Now, I know what everyone’s thinking. “Is he crazy? E-mail? My God, how would we communicate?”
But, you see, that’s precisely my point. We communicate too much these days. And sometimes, we’re forced to communicate even if it’s the last thing we want to do.
The other day, I wrote an e-mail to a PR gal asking for a picture of a restaurant that she was representing.
She wrote back and asked me how many images I wanted and cc’d three other people in her office and her client.
I replied to her, carefully avoiding the ‘Reply all’ button, saying that I just wanted an interior shot and a picture of their hamburger.
She replied, again cc’ing the original four people plus her boss, that this wouldn’t be a problem and to thank me for my support.
Which should have been the end of the matter, except that her boss then replied to her – cc’ing the three people in the PR office, the client and me and his secretary – asking her to double check with the photographer if there were any new images besides the ones that they already had.
Which she duly did, cc’ing everyone already in the e-mail thread and this time adding the photographer and his assistant.
“Isn’t that like 30 emails just to ask for a picture of a hamburger?” Saffy asked later that evening when I told her how my day had gone.
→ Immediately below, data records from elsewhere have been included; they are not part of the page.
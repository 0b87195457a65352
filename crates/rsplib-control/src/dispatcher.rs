//! Update dispatcher.
//!
//! Turns a reason set into exactly one transport `update` call, after
//! checking it against the device's session state in a fixed order:
//!
//! 1. The device must be valid and streaming, else `NotInitialised`.
//! 2. No stream start/stop may be in progress, else `StartPending` /
//!    `StopPending` (or a bounded wait, per [`PendingPolicy`]).
//! 3. No other control operation may be in flight, else `Reentrant`.
//! 4. A slave session may not request master-only reasons.
//! 5. The tuner must have a channel in this session, and every
//!    variant-specific reason must belong to this device's variant.
//!
//! An empty reason set is a successful no-op. The transport receives the
//! reasons already in precedence order (gain first). On success the applied
//! reasons leave the staged set and the reported gain values are recorded;
//! on failure nothing is consumed, so the caller may retry or revert.

use std::sync::Arc;

use tokio::sync::MutexGuard;
use tracing::{debug, warn};

use rsplib_core::error::{Error, Result};
use rsplib_core::reason::{Reason, ReasonSet};
use rsplib_core::transport::{ApplyReport, Transport, UpdateBatch};
use rsplib_core::types::{DuoMode, Tuner};

use crate::builder::PendingPolicy;
use crate::state::{Shared, Transition};

/// Validates and applies update requests for one device.
#[derive(Clone)]
pub(crate) struct Dispatcher {
    transport: Arc<dyn Transport>,
    policy: PendingPolicy,
}

impl Dispatcher {
    pub(crate) fn new(transport: Arc<dyn Transport>, policy: PendingPolicy) -> Self {
        Dispatcher { transport, policy }
    }

    /// Take the control gate for a dispatch, honouring the pending policy.
    pub(crate) async fn acquire<'a>(&self, shared: &'a Shared) -> Result<MutexGuard<'a, ()>> {
        shared.lock().ensure_running()?;

        if let Some(err) = shared.transition().pending_error() {
            match self.policy {
                PendingPolicy::FailFast => return Err(err),
                PendingPolicy::Wait { timeout } => {
                    let mut rx = shared.transition.subscribe();
                    tokio::time::timeout(timeout, rx.wait_for(|t| *t == Transition::Idle))
                        .await
                        .map_err(|_| Error::Timeout)?
                        .map_err(|_| Error::NotInitialised)?;
                    shared.lock().ensure_running()?;
                }
            }
        }

        // A transition may have started between the check and the lock.
        shared.try_gate()
    }

    /// Validate and apply `reasons` on `tuner`.
    pub(crate) async fn dispatch(
        &self,
        shared: &Shared,
        tuner: Tuner,
        reasons: ReasonSet,
    ) -> Result<()> {
        let _gate = self.acquire(shared).await?;
        self.dispatch_locked(shared, tuner, reasons).await
    }

    /// Dispatch with the control gate already held by the caller.
    pub(crate) async fn dispatch_locked(
        &self,
        shared: &Shared,
        tuner: Tuner,
        reasons: ReasonSet,
    ) -> Result<()> {
        let (handle, generation, params) = {
            let state = shared.lock();
            state.ensure_running()?;

            if state.mode == DuoMode::Slave {
                let master_only = reasons.master_only();
                if !master_only.is_empty() {
                    warn!(
                        serial = %state.info.serial,
                        reasons = %master_only,
                        "master-only update rejected on slave session"
                    );
                    return Err(Error::ModeViolation {
                        mode: state.mode,
                        operation: master_only.to_string(),
                    });
                }
            }

            if !state.tuners().contains(tuner) {
                return Err(Error::InvalidParameter(format!(
                    "tuner {tuner} is not part of this {} session",
                    state.mode
                )));
            }

            let foreign = reasons.foreign_to(state.variant);
            if !foreign.is_empty() {
                return Err(Error::Unsupported(format!(
                    "{foreign} on {}",
                    state.variant
                )));
            }

            if reasons.is_empty() {
                return Ok(());
            }

            (state.handle, state.generation, state.params.clone())
        };

        let batch = UpdateBatch::new(tuner, reasons);
        debug!(%tuner, reasons = %reasons, "dispatching update");
        let report = self.transport.update(handle, &batch, &params).await?;
        self.consume(shared, generation, tuner, reasons, report);
        Ok(())
    }

    /// Retire applied reasons and record what the hardware reported.
    fn consume(
        &self,
        shared: &Shared,
        generation: u64,
        tuner: Tuner,
        reasons: ReasonSet,
        report: ApplyReport,
    ) {
        let mut state = shared.lock();
        if state.generation != generation {
            return;
        }
        state.staged.retire(tuner, reasons);
        if reasons.contains(Reason::DevResetFlags) {
            state.params.clear_reset_flags();
        }
        for (tuner, values) in report.gain_values {
            let _ = state.params.record_gain_values(tuner, values);
        }
    }
}

#[cfg(test)]
mod tests {
    use super::*;
    use std::time::Duration;

    use rsplib_core::error::ApiStatus;
    use rsplib_core::types::{DeviceVariant, TunerSelect};
    use rsplib_test_harness::{FakeOp, FakeTransport};

    use crate::state::testing::running_state as state;

    fn setup(
        variant: DeviceVariant,
        mode: DuoMode,
        tuners: TunerSelect,
    ) -> (Arc<FakeTransport>, Dispatcher, Arc<Shared>) {
        let fake = Arc::new(FakeTransport::new());
        let dispatcher = Dispatcher::new(fake.clone(), PendingPolicy::FailFast);
        let shared = Shared::new(state(variant, mode, tuners));
        (fake, dispatcher, shared)
    }

    #[tokio::test]
    async fn applies_in_precedence_order() {
        let (fake, d, shared) = setup(DeviceVariant::Rsp1a, DuoMode::Unknown, TunerSelect::A);
        let reasons = ReasonSet::from(Reason::TunerBwType)
            .with(Reason::TunerFrf)
            .with(Reason::TunerGr);
        d.dispatch(&shared, Tuner::A, reasons).await.unwrap();

        let applied = fake.applied();
        assert_eq!(applied.len(), 1);
        assert_eq!(
            applied[0].reasons,
            vec![Reason::TunerGr, Reason::TunerFrf, Reason::TunerBwType]
        );
    }

    #[tokio::test]
    async fn slave_rejects_master_only_without_apply() {
        let (fake, d, shared) = setup(DeviceVariant::RspDuo, DuoMode::Slave, TunerSelect::B);
        let err = d
            .dispatch(&shared, Tuner::B, ReasonSet::from(Reason::DevFs).with(Reason::TunerGr))
            .await
            .unwrap_err();
        assert!(matches!(err, Error::ModeViolation { mode: DuoMode::Slave, .. }));
        assert_eq!(err.status(), ApiStatus::InvalidMode);
        assert_eq!(fake.update_count(), 0);
    }

    #[tokio::test]
    async fn slave_may_change_its_tuner() {
        let (fake, d, shared) = setup(DeviceVariant::RspDuo, DuoMode::Slave, TunerSelect::B);
        d.dispatch(&shared, Tuner::B, ReasonSet::from(Reason::TunerFrf))
            .await
            .unwrap();
        assert_eq!(fake.update_count(), 1);
        // But not the master's.
        assert!(
            d.dispatch(&shared, Tuner::A, ReasonSet::from(Reason::TunerFrf))
                .await
                .is_err()
        );
    }

    #[tokio::test]
    async fn not_running_is_not_initialised() {
        let (fake, d, shared) = setup(DeviceVariant::Rsp1a, DuoMode::Unknown, TunerSelect::A);
        shared.lock().initialised = false;
        let err = d
            .dispatch(&shared, Tuner::A, ReasonSet::from(Reason::TunerGr))
            .await
            .unwrap_err();
        assert_eq!(err, Error::NotInitialised);
        assert_eq!(fake.update_count(), 0);
    }

    #[tokio::test]
    async fn pending_transition_fails_fast() {
        let (_, d, shared) = setup(DeviceVariant::Rsp1a, DuoMode::Unknown, TunerSelect::A);
        shared.set_transition(Transition::Stopping);
        let err = d
            .dispatch(&shared, Tuner::A, ReasonSet::from(Reason::TunerGr))
            .await
            .unwrap_err();
        assert_eq!(err, Error::StopPending);
    }

    #[tokio::test]
    async fn pending_transition_can_be_waited_out() {
        let fake = Arc::new(FakeTransport::new());
        let d = Dispatcher::new(
            fake.clone(),
            PendingPolicy::Wait {
                timeout: Duration::from_secs(1),
            },
        );
        let shared = Shared::new(state(DeviceVariant::Rsp1a, DuoMode::Unknown, TunerSelect::A));
        shared.set_transition(Transition::Starting);

        let waker = shared.clone();
        tokio::spawn(async move {
            tokio::time::sleep(Duration::from_millis(20)).await;
            waker.set_transition(Transition::Idle);
        });
        d.dispatch(&shared, Tuner::A, ReasonSet::from(Reason::TunerGr))
            .await
            .unwrap();
        assert_eq!(fake.update_count(), 1);
    }

    #[tokio::test]
    async fn wait_policy_times_out() {
        let fake = Arc::new(FakeTransport::new());
        let d = Dispatcher::new(
            fake,
            PendingPolicy::Wait {
                timeout: Duration::from_millis(20),
            },
        );
        let shared = Shared::new(state(DeviceVariant::Rsp1a, DuoMode::Unknown, TunerSelect::A));
        shared.set_transition(Transition::Starting);
        let err = d
            .dispatch(&shared, Tuner::A, ReasonSet::from(Reason::TunerGr))
            .await
            .unwrap_err();
        assert_eq!(err, Error::Timeout);
    }

    #[tokio::test]
    async fn concurrent_dispatch_is_reentrant() {
        let (fake, d, shared) = setup(DeviceVariant::Rsp1a, DuoMode::Unknown, TunerSelect::A);
        fake.set_delay(FakeOp::Update, Duration::from_millis(100));

        let first = {
            let d = d.clone();
            let shared = shared.clone();
            tokio::spawn(async move {
                d.dispatch(&shared, Tuner::A, ReasonSet::from(Reason::TunerGr))
                    .await
            })
        };
        tokio::time::sleep(Duration::from_millis(20)).await;
        let err = d
            .dispatch(&shared, Tuner::A, ReasonSet::from(Reason::TunerFrf))
            .await
            .unwrap_err();
        assert_eq!(err, Error::Reentrant);
        first.await.unwrap().unwrap();
        assert_eq!(fake.update_count(), 1);
    }

    #[tokio::test]
    async fn failure_leaves_staged_reasons() {
        let (fake, d, shared) = setup(DeviceVariant::Rsp1a, DuoMode::Unknown, TunerSelect::A);
        let reasons = ReasonSet::from(Reason::TunerFrf);
        shared.lock().staged.channel[Tuner::A.index()] = reasons;
        fake.fail_next(FakeOp::Update, ApiStatus::RfUpdateError);

        let err = d.dispatch(&shared, Tuner::A, reasons).await.unwrap_err();
        assert_eq!(err, Error::Status(ApiStatus::RfUpdateError));
        assert_eq!(shared.lock().staged.for_tuner(Tuner::A), reasons);

        d.dispatch(&shared, Tuner::A, reasons).await.unwrap();
        assert!(shared.lock().staged.all().is_empty());
    }

    #[tokio::test]
    async fn foreign_variant_bits_rejected() {
        let (fake, d, shared) = setup(DeviceVariant::Rsp1a, DuoMode::Unknown, TunerSelect::A);
        let err = d
            .dispatch(&shared, Tuner::A, ReasonSet::from(Reason::RspDxHdrEnable))
            .await
            .unwrap_err();
        assert!(matches!(err, Error::Unsupported(_)));
        assert_eq!(fake.update_count(), 0);
    }

    #[tokio::test]
    async fn empty_set_is_a_noop() {
        let (fake, d, shared) = setup(DeviceVariant::Rsp1a, DuoMode::Unknown, TunerSelect::A);
        d.dispatch(&shared, Tuner::A, ReasonSet::empty()).await.unwrap();
        assert_eq!(fake.update_count(), 0);
    }

    #[tokio::test]
    async fn gain_values_recorded() {
        let (_, d, shared) = setup(DeviceVariant::Rsp1a, DuoMode::Unknown, TunerSelect::A);
        shared.lock().params.set_gain(Tuner::A, 40, 0).unwrap();
        d.dispatch(&shared, Tuner::A, ReasonSet::from(Reason::TunerGr))
            .await
            .unwrap();
        let state = shared.lock();
        let observed = state.params.channel(Tuner::A).unwrap().tuner.gain.observed;
        assert_eq!(observed.map(|g| g.curr), Some(40.0));
    }
}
“Yes!” I moaned. “And it was all so incredibly pointless! It wasn’t like I was asking her for the equation to cure cancer! That stupid thread took me half an hour to get through! And the other three people in her office didn’t even say anything, but they must have also received the 15mB attachments from the photographer because he cc’d everybody, including his office manager and his business partner!”
After I’d finally received the pictures from the PR girl and I’d sent them to my magazine’s photo editor, all I could think of was that it must have been a slow day in Hell when someone decided to invent e-mail.
The thing about e-mail is that it’s made communication so easy and, now, people just want to communicate all the time. About anything. Things that once were thought about and carefully mulled over before being committed to a blank piece of paper and then posted are now dashed off in seconds. Hit ‘Enter’ and it suddenly, mysteriously, instantaneously lands in someone’s electronic in-box.
And because it’s done so quickly, you think, “Oh, I should send an email to someone else!” And before you know it, the day is over and everyone has gone home. Except you. You and the person on the other end of the e-mail thread. He’s determined to be the last one standing in this electronic stand-off. Because there’s always something more to be said, even if it’s just a stupid smiley emoticon.
Because when it comes to office email, these same people also want to make sure that as many people as humanly possible know that they’re working just so that they look like they’re super busy and efficient. E-mails and the cc function are the new time-sheet.
“Oh, God, don’t get me started,” Saffy said. “People are just generally lazy and trying to cover their not so pretty asses. My hardcopy back up files are thicker than a phone-book.”
But the flipside is that if anything goes wrong, it’s all there in a nice, long e-mail thread. And worse, it’s been cc’d here and there so many times, that it makes everyone look like a complete idiot.
“If only I could publish my in-box,” Saffy said. “It’s like Corporate Wikileaks!”
Amanda says this is why she never sends e-mails unless it’s to forward a joke. “I always just pick up the phone and deal with it right there and then. That photo request of yours would have taken 30 seconds to sort out! And you leave the minimum paper-trail to incriminate you later!”
“But sometimes I don’t want to talk to them!”
“Then you call them during the lunch hour when they’re not around and leave a message!”
Saffy says it sickens her that Amanda is so clever.